Now, the Otago Polytechnic | Te Pūkenga Mechanical Engineering graduate is turning his technical and theoretical abilities to even bigger projects.
Having completed a Bachelor of Engineering (Mechanical) in December, Jarvis stepped straight into a full-time job in the Dunedin branch of international company Stantec, where he works in the firm’s water division.
As a graduate mechanical engineer mentored by more senior experts, Jarvis is relishing both the variety and scale of the projects in which he is involved.
“My job includes helping with water treatment plant projects, but also still water and drinking water challenges, as well as hydro-electric,” Jarvis explains.

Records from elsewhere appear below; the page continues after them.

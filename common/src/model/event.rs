use chrono::NaiveDate;
use serde::{Deserialize, Serialize};

/// Free-form dated event recorded against an animal (treatment, weighing,
/// movement, ...).
#[derive(Debug, Clone, PartialEq, Serialize, Deserialize)]
#[serde(rename_all = "camelCase")]
pub struct Event {
    pub id: String,
    pub animal_id: String,
    pub event_type: String,
    pub event_date: NaiveDate,
    pub description: Option<String>,
    pub notes: Option<String>,
}
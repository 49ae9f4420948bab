use serde::Deserialize;

/// Request payload for `POST /api/import/{kind}`.
/// Carries the whole CSV file as text, header line first.
#[derive(Deserialize)]
pub struct ImportRequest {
    #[serde(rename = "csvData")]
    pub csv_data: String,
}
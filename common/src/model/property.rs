use chrono::NaiveDate;
use serde::{Deserialize, Serialize};

/// A farm property. Fields belong to a property and reference it by `name`
/// in CSV files.
#[derive(Debug, Clone, PartialEq, Serialize, Deserialize)]
#[serde(rename_all = "camelCase")]
pub struct Property {
    pub id: String,
    pub name: String,
    pub location: Option<String>,
    pub acreage: Option<f64>,
    pub is_leased: bool,
    pub lease_start_date: Option<NaiveDate>,
    pub lease_end_date: Option<NaiveDate>,
    pub notes: Option<String>,
}
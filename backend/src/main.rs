mod config;
mod db;
mod error;
mod pipeline;
mod services;

use crate::config::AppConfig;
use actix_web::{web, App, HttpServer};
use env_logger::Env;
use log::info;
use std::io;

#[actix_web::main]
async fn main() -> io::Result<()> {
    env_logger::init_from_env(Env::default().default_filter_or("info"));

    let config = AppConfig::from_env().map_err(|e| io::Error::new(io::ErrorKind::InvalidInput, e))?;

    // create the database file and tables before the first request
    db::open(&config.database_path).map_err(io::Error::other)?;
    info!("Using database {}", config.database_path);

    let url = config.url();
    let bind = (config.host.clone(), config.port);
    info!("Server running at {}", url);

    HttpServer::new(move || {
        App::new()
            .app_data(services::json_config(config.json_limit_bytes))
            .app_data(web::Data::new(config.clone()))
            .service(services::import::configure_routes())
            .service(services::export::configure_routes())
            .service(services::health::configure_routes())
    })
    .bind(bind)?
    .run()
    .await
}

Mechanical engineering is a broad and deep field. It involves physics, materials-based science and mathematics, the design and development of various mechanical systems, along with practical skills and knowledge that can be applied to range of scenarios, from relatively small machines to large and complex industrial systems and infrastructure.
Jarvis says his three years of study enabled him to put theory to the test via a range of real-world, project-based assignments and evaluations.
“That practical stuff we did in labs and in the workshop, being challenged to solve issues ‘on the fly’ and actually resolving things in person rather than on paper . . . that project-based learning was really helpful.”
“It was also important in that it helped you learn what can’t be done. For example, you may be able to design something to three decimal places on a computer, but you might not actually be able to complete such a design.”
The progression from schoolboy tinkerer, to tertiary student, to a job in industry has been “fairly natural”, Jarvis says.
“I’ve had an interest in such things from a young age. My dad's a builder, so I'd help him a lot at weekends. In high school, we started making go-karts. I also did sailing, which meant I’d be fixing my boat every weekend.”
Communication skills and a worth ethic go a long way, too, Jarvis has discovered.
“Communication is really important. So is time management.”
As for advice for others contemplating studying mechanical engineering, Jarvis offers the following:
“Seize your opportunities. Do some internships. Oh, and get involved with Engineering New Zealand and try and go to every event they do.
“Networking is very important. Yes, there are lots of jobs in mechanical engineering, but sometimes there are opportunities that aren’t even advertised.”